The device, called the Penuma, had been invented by James Elist — a silver-haired urologist who has been described on TMZ as “the Thomas Edison of penis surgery.” Elist’s procedure was touted as reversible, and, according to a rapturous article in GQ, more than a thousand men had already undergone it. It was also, as far as Mick could tell, the only genital enhancement on the market to have received the blessing of the Food and Drug Administration.

Then it all goes downhill, in the worst possible way. Eventually he has the device removed (against Elist’s injunctions against consulting any urologist other than him) and is still recovering sensation in his penis. A truly appalling tale. (On the net you can find a huge number of bitter complaints about men’s experiences with Penuma.)

Me and my (little) dick. Now for some personal commentary, much of which I’ve exposed in a variety of earlier dick-size postings, but will summarize here.

First, most American adult men have an erect dick in the range from 5 to 7 inches. That’s just a fact. I am at the low end of this scale, at 5 inches, so I was mocked as a kid for having a little dick, and in my negotiations for sex with other men was frequently rejected (even as a receptive partner) because of my dick size. (Yes, the male psychology here is complex.)

On the other hand, I managed without trouble, on the very first try, to fuck up a kid and then to have mutually satisfying insertive sex with both women and men. Some of my male sexual partners were in fact delighted with my dick, saying that it was big enough to be satisfying, but not so big that it was difficult to accommodate; my husband-equivalent, who had a dick at the upper range of normal, was nevertheless outrageously fond of my dick. Sounds good to me.

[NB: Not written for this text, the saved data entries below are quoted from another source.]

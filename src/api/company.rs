//! Company settings endpoints.

use std::sync::Arc;

use serde::Serialize;

use crate::client::Transport;
use crate::error::Result;
use crate::response::HarvestResponse;

/// Encapsulates the Harvest API methods under `/company`.
#[derive(Debug, Clone)]
pub struct CompanyApi {
    base_url: &'static str,
    transport: Arc<Transport>,
}

/// Body for updating company settings. Unset fields are left unchanged.
#[derive(Debug, Clone, Default, Serialize)]
pub struct UpdateCompanyRequest {
    /// Whether time entries are tracked via start/stop timestamps rather
    /// than durations.
    #[serde(skip_serializing_if = "Option::is_none")]
    pub wants_timestamp_timers: Option<bool>,
    /// The weekly capacity in seconds.
    #[serde(skip_serializing_if = "Option::is_none")]
    pub weekly_capacity: Option<u32>,
}

impl CompanyApi {
    pub(crate) fn new(transport: Arc<Transport>) -> Self {
        Self {
            base_url: "v2/company",
            transport,
        }
    }

    /// Retrieves the company of the currently authenticated user.
    pub async fn my_company(&self) -> Result<HarvestResponse> {
        self.transport.get(self.base_url).await
    }

    pub async fn update(&self, req: UpdateCompanyRequest) -> Result<HarvestResponse> {
        self.transport.patch(self.base_url, &req).await
    }
}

In exchange, I was entirely happy servicing a dick in my size range. (Probably unavoidably in our culture, I have pretty much classic sexual fantasies about taking gigantic thick dicks — but those are fantasies; in real life I found really big dicks uncomfortable to handle, for a variety of reasons, and had to devise alternative schemes for getting my partners off.)

The 5-6″ range, not too thick, is in fact a genuine sweet spot for me.

All that is good news. I am comfortable with my dick, which has served me well since I fell into really powerful early puberty at the age of 10, 72 years ago, and continues to provide me with essentially daily jack-off pleasure even now.  (I don’t think I’ve mentioned that I have a very high sex drive. Not everyone’s way, by any means, but it is mine, and I take it as it comes.)

Nevertheless, I’m not immune from the baleful effects of  that history of taunting and those rejections: I can be humiliated, even now, by taunting and rejections, by being impelled into reliving the shame of getting pegged as a little-dick faggot.

Still, for the most part, my feelings about my little dick are just like my all my feelings about the person I am (including being a faggot, being forbiddingly smart, being empathetic, being irrepressibly analytic, being playful, and much more: I am as I am (stunningly different in many ways from others) and have to negotiate with the world on my own terms.

 

 

One Response to “The news for penises: the Penuma”

  1. Bill Stewart Says:

    I’ve likely shrunk a bit from 7.5-8″, but I’m the sole proprietor and don’t really care. My favorite oral has always been 4-6″, a real treat.